TASK INSTRUCTIONS -
Check every line below, and copy those that include "markup".

RECORDS SUPPLIED below:

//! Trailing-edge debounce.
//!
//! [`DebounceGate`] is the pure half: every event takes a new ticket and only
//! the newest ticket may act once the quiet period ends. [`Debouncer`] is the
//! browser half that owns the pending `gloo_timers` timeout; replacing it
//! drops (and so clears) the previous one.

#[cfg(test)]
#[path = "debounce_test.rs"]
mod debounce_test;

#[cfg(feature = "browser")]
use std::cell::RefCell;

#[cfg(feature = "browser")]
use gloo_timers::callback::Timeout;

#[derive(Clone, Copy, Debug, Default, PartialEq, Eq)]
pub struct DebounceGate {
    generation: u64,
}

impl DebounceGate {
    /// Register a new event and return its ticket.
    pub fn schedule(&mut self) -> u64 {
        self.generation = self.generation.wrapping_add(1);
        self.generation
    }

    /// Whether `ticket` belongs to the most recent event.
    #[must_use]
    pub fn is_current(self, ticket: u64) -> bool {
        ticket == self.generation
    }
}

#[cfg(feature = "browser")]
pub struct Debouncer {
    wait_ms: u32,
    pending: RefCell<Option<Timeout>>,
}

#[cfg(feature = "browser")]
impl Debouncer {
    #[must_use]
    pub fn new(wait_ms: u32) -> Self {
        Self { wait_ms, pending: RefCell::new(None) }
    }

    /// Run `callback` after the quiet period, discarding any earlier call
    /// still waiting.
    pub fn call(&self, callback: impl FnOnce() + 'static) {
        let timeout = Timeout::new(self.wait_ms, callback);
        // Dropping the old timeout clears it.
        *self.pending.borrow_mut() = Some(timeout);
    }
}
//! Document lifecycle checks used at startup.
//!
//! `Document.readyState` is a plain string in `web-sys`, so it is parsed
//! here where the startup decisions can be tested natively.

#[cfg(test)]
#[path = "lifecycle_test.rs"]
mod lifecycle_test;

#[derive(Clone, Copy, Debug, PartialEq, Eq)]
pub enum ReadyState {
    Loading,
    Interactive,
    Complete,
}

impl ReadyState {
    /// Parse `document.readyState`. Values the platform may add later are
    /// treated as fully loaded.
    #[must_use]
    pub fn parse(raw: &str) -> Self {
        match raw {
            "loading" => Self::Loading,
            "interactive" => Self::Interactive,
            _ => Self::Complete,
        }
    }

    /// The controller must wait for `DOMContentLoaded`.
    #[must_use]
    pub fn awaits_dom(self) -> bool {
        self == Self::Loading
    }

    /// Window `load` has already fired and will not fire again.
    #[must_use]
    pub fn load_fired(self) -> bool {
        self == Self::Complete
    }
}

End of RECORDS SUPPLIED.
RECORDS SUPPLIED below:

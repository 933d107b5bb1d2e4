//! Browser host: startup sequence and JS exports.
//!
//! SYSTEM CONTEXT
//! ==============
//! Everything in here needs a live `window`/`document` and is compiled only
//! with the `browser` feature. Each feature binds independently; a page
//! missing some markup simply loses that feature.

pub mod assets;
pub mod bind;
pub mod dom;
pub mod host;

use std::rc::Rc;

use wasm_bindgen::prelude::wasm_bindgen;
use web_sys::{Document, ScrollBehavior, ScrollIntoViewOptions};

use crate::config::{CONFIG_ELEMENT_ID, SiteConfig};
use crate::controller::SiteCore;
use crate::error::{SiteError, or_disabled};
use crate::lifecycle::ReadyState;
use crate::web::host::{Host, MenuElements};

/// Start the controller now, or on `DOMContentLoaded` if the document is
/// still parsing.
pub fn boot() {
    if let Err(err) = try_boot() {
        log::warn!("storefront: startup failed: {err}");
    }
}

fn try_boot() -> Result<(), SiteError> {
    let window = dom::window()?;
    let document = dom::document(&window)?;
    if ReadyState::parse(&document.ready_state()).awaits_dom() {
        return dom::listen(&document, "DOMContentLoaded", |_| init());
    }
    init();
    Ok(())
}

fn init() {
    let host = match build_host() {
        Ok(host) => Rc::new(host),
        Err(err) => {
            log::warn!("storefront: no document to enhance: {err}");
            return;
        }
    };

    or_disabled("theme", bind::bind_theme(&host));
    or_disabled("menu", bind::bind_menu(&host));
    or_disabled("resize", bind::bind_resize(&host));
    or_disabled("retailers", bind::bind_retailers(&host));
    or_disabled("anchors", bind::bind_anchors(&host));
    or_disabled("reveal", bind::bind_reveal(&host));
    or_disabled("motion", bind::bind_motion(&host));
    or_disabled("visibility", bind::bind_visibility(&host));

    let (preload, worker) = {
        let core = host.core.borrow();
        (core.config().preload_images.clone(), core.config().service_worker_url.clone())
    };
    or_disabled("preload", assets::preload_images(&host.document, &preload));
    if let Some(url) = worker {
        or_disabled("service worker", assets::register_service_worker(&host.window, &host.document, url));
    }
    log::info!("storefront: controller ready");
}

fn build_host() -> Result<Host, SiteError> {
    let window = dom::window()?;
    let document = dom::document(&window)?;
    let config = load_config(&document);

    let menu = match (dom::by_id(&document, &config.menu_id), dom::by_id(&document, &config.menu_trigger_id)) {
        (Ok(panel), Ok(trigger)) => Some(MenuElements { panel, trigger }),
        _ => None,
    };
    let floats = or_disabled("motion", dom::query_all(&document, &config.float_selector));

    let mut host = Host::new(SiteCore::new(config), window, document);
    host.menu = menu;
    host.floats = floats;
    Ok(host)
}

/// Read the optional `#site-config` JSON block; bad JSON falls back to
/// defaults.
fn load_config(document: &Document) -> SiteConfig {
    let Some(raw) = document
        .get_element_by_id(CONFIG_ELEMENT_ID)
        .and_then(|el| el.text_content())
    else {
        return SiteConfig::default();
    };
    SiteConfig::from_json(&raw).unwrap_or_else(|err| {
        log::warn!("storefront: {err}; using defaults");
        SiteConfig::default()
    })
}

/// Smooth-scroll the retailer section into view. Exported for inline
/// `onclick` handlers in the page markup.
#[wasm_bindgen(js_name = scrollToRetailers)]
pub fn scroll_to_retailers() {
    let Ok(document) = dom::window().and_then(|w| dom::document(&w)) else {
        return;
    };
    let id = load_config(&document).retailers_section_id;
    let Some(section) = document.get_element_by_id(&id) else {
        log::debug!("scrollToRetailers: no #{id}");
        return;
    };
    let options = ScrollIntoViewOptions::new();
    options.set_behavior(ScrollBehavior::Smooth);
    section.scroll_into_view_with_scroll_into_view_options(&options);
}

End of RECORDS SUPPLIED.

COMPLETED EXERCISE -
//! missing some markup simply loses that feature.
/// `onclick` handlers in the page markup.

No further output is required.